Парадокс заключался в том, что в 1896 году в Петербурге Комиссаржевская сыграла Заречную потрясающе, но “Чайка” провалилась. В МХТ же две важнейшие роли явно не удались, зато спектакль постепенно стал культовым. На глазах у удивленных и озадаченных критиков и театральных профессионалов происходила смена культурной парадигмы.

Режиссер сменил актера в качестве главенствующей фигуры на театре. Но культурные изменения оказались еще более значительными, затронув общественную ситуацию.

* * *

Москвичи и раньше были заядлыми театралами. Они неизменно заполняли свой любимый Малый театр, от души хохотали на тамошних комедиях и обливались слезами на мелодрамах, восхищаясь своими артистическими кумирами – Ермоловой, Александром Южиным, Александром Ленским. В Малом театре публика чувствовала себя как дома. Это было место отдыха и развлечения.

С появлением МХТ представление о театре у москвичей решительно изменилось.
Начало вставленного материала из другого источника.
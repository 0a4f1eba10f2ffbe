//! Per-unit speed budget.
//!
//! A download has one global byte-per-second ceiling. Units with an explicit
//! override keep it verbatim; the rest split whatever the overrides leave.
//! The split is computed once when the download starts and never adapts to
//! observed throughput.

/// A limit of 0 means "unlimited".
pub const UNLIMITED: u64 = 0;

/// Computes the throttle rate for each of `unit_count` units.
///
/// `overrides[i]` applies to unit `i`; entries past `unit_count` are ignored.
/// Non-overridden units receive `ceil(remaining / remaining_units)` where
/// `remaining = global_limit - sum(overrides)`. When the global limit is
/// unlimited, when nothing is left to split, or when every unit is
/// overridden, non-overridden units get [`UNLIMITED`].
pub fn allocate_speed_limits(
    global_limit: u64,
    overrides: &[Option<u64>],
    unit_count: usize,
) -> Vec<u64> {
    let explicit: Vec<Option<u64>> = (0..unit_count)
        .map(|i| overrides.get(i).copied().flatten())
        .collect();

    let overridden = explicit.iter().filter(|o| o.is_some()).count();
    let reserved: u128 = explicit.iter().flatten().map(|&v| v as u128).sum();
    let remaining_units = (unit_count - overridden) as u128;

    let share = if global_limit == UNLIMITED || remaining_units == 0 {
        UNLIMITED
    } else {
        let remaining = (global_limit as u128).saturating_sub(reserved);
        if remaining == 0 {
            UNLIMITED
        } else {
            let per_unit = remaining.div_ceil(remaining_units);
            u64::try_from(per_unit).unwrap_or(u64::MAX)
        }
    };

    explicit
        .into_iter()
        .map(|o| o.unwrap_or(share))
        .collect()
}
Об этом написал Осип Мандельштам: “Сходить в «Художественный» для интеллигента значило почти причаститься, сходить в церковь”.

Да, в МХТ входили тихо, как в церковь, в антрактах исчезло привычное веселое оживление, после спектакля не спешили расходиться, с просветленными лицами обсуждали увиденное… И смех, и слезы теперь переживались как некий душевный катарсис.
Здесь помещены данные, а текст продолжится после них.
//! JSON messages exchanged with clients over the message channel.
//!
//! Inbound: `{"keyword": "..."}` or `{"url": "..."}`. Outbound messages are
//! told apart by which fields are present, so they serialize untagged.

use serde::Serialize;
use serde_json::Value;
use thiserror::Error;

use crate::coordinator::{DownloadEvent, DownloadSummary};

/// Reply to any inbound message that is not a usable request.
pub const INCORRECT_QUERY: &str = "Incorrect query received";

#[derive(Debug, Clone, PartialEq, Eq)]
pub enum ClientRequest {
    Keyword(String),
    Download { url: String },
}

#[derive(Debug, Error, PartialEq, Eq)]
pub enum RequestError {
    #[error("malformed request: {0}")]
    Malformed(String),
}

/// Parse one inbound text frame. A non-empty `keyword` wins over `url`;
/// empty or non-string values count as absent.
pub fn parse_request(text: &str) -> Result<ClientRequest, RequestError> {
    let value: Value =
        serde_json::from_str(text).map_err(|e| RequestError::Malformed(e.to_string()))?;
    let Value::Object(fields) = value else {
        return Err(RequestError::Malformed("not a JSON object".to_string()));
    };
    let non_empty = |key: &str| {
        fields
            .get(key)
            .and_then(Value::as_str)
            .filter(|s| !s.is_empty())
            .map(str::to_string)
    };

    if let Some(keyword) = non_empty("keyword") {
        return Ok(ClientRequest::Keyword(keyword));
    }
    if let Some(url) = non_empty("url") {
        return Ok(ClientRequest::Download { url });
    }
    Err(RequestError::Malformed(
        "neither keyword nor url given".to_string(),
    ))
}

#[derive(Debug, Clone, PartialEq, Eq, Serialize)]
#[serde(untagged)]
pub enum OutboundMessage {
    Urls {
        urls: Vec<String>,
    },
    #[serde(rename_all = "camelCase")]
    Chunk {
        chunk: Vec<u8>,
        thread_num: usize,
        progress: u64,
        total_size: u64,
        threads: usize,
    },
    #[serde(rename_all = "camelCase")]
    Error {
        error: String,
        #[serde(skip_serializing_if = "Option::is_none")]
        thread_num: Option<usize>,
    },
    #[serde(rename_all = "camelCase")]
    Done {
        done: bool,
        progress: u64,
        total_size: u64,
        threads: usize,
        failed_threads: Vec<usize>,
    },
}

impl OutboundMessage {
    pub fn error(message: impl Into<String>) -> Self {
        OutboundMessage::Error {
            error: message.into(),
            thread_num: None,
        }
    }

    pub fn incorrect_query() -> Self {
        Self::error(INCORRECT_QUERY)
    }

    pub fn to_json(&self) -> serde_json::Result<String> {
        serde_json::to_string(self)
    }
}

/// Client-visible text for a unit whose thread terminated abnormally.
pub fn worker_stopped_message(code: i32) -> String {
    format!("Server worker stopped, exit code {}", code)
}

impl From<DownloadSummary> for OutboundMessage {
    fn from(summary: DownloadSummary) -> Self {
        OutboundMessage::Done {
            done: true,
            progress: summary.downloaded,
            total_size: summary.total_size,
            threads: summary.thread_count,
            failed_threads: summary.failed_units,
        }
    }
}

impl From<DownloadEvent> for OutboundMessage {
    fn from(event: DownloadEvent) -> Self {
        match event {
            DownloadEvent::Chunk(c) => OutboundMessage::Chunk {
                chunk: c.chunk,
                thread_num: c.unit_index,
                progress: c.progress,
                total_size: c.total_size,
                threads: c.thread_count,
            },
            DownloadEvent::Error(e) => OutboundMessage::Error {
                error: e.message,
                thread_num: e.unit_index,
            },
            DownloadEvent::WorkerStopped { code, .. } => {
                OutboundMessage::error(worker_stopped_message(code))
            }
            DownloadEvent::Completed(summary) => summary.into(),
        }
    }
}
Постановки МХТ заставляли задуматься о главном: о смысле жизни. Это была невиданная до сих пор коллективная исповедь. У зрителей возникало ощущение общности их судеб. Борис Алперс превосходно описал этот квазирелигиозный экстаз: “Мир раздвигается на твоих глазах. Твое личное горе, твоя личная неудавшаяся жизнь оказываются горем всеобщим, неудачами всеобщими. И из этого ощущения рождается чувство освобожденности от тяжести, нависшей над тобой… Тогда-то и появляется надежда, что эта трагическая тяжесть когда-то исчезнет, когда-то будет сдвинута общими усилиями”[16 - Алперс Б.В. Искания новой сцены. М., 1985. С. 239.].
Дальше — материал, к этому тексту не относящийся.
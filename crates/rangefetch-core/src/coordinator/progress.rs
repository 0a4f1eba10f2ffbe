//! Aggregate progress of one download.

use std::sync::atomic::{AtomicU64, Ordering};

/// Running byte total across all units of a download.
///
/// Only ever grows: each chunk adds its size with one atomic add, so chunks
/// applied concurrently from different units cannot lose updates.
#[derive(Debug)]
pub struct DownloadProgress {
    downloaded: AtomicU64,
    total_size: u64,
    thread_count: usize,
}

impl DownloadProgress {
    pub fn new(total_size: u64, thread_count: usize) -> Self {
        Self {
            downloaded: AtomicU64::new(0),
            total_size,
            thread_count,
        }
    }

    /// Add a chunk's size; returns the new total including it.
    pub fn apply(&self, chunk_size: u64) -> u64 {
        self.downloaded.fetch_add(chunk_size, Ordering::AcqRel) + chunk_size
    }

    pub fn downloaded(&self) -> u64 {
        self.downloaded.load(Ordering::Acquire)
    }

    pub fn total_size(&self) -> u64 {
        self.total_size
    }

    pub fn thread_count(&self) -> usize {
        self.thread_count
    }
}
//! Accept loop: one session task per incoming connection.

use anyhow::Result;
use rangefetch_core::router::SessionRouter;
use tokio::net::TcpListener;

use crate::session;

pub async fn serve(listener: TcpListener, router: SessionRouter) -> Result<()> {
    let addr = listener.local_addr()?;
    tracing::info!(%addr, "listening for WebSocket clients");
    loop {
        match listener.accept().await {
            Ok((stream, peer)) => {
                let router = router.clone();
                tokio::spawn(session::run_session(stream, peer, router));
            }
            Err(e) => tracing::debug!("accept: {}", e),
        }
    }
}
Чехова-прозаика в идеологизированной атмосфере российской общественной жизни постоянно упрекали в безыдейности, “индифферентизме”. О Чехове с раздражением писали, что ему “все едино – что человек, что его тень, что колокольчик, что самоубийца”. Это отношение переменилось лишь после неожиданного успеха у публики – сначала в Москве, а затем в Петербурге и по всей России – чеховских пьес.

Став внезапно культовым автором русского студенчества, да и всей “мыслящей” интеллигенции, Чехов не без удивления и даже некоторого раздражения взирал на то, как он становится популярной фигурой также и на страницах чуткой к общественному мнению массовой прессы. “Чехову не нравился его успех. Он боялся своей славы, боялся стать «модным писателем»”, – подтверждает Бунин.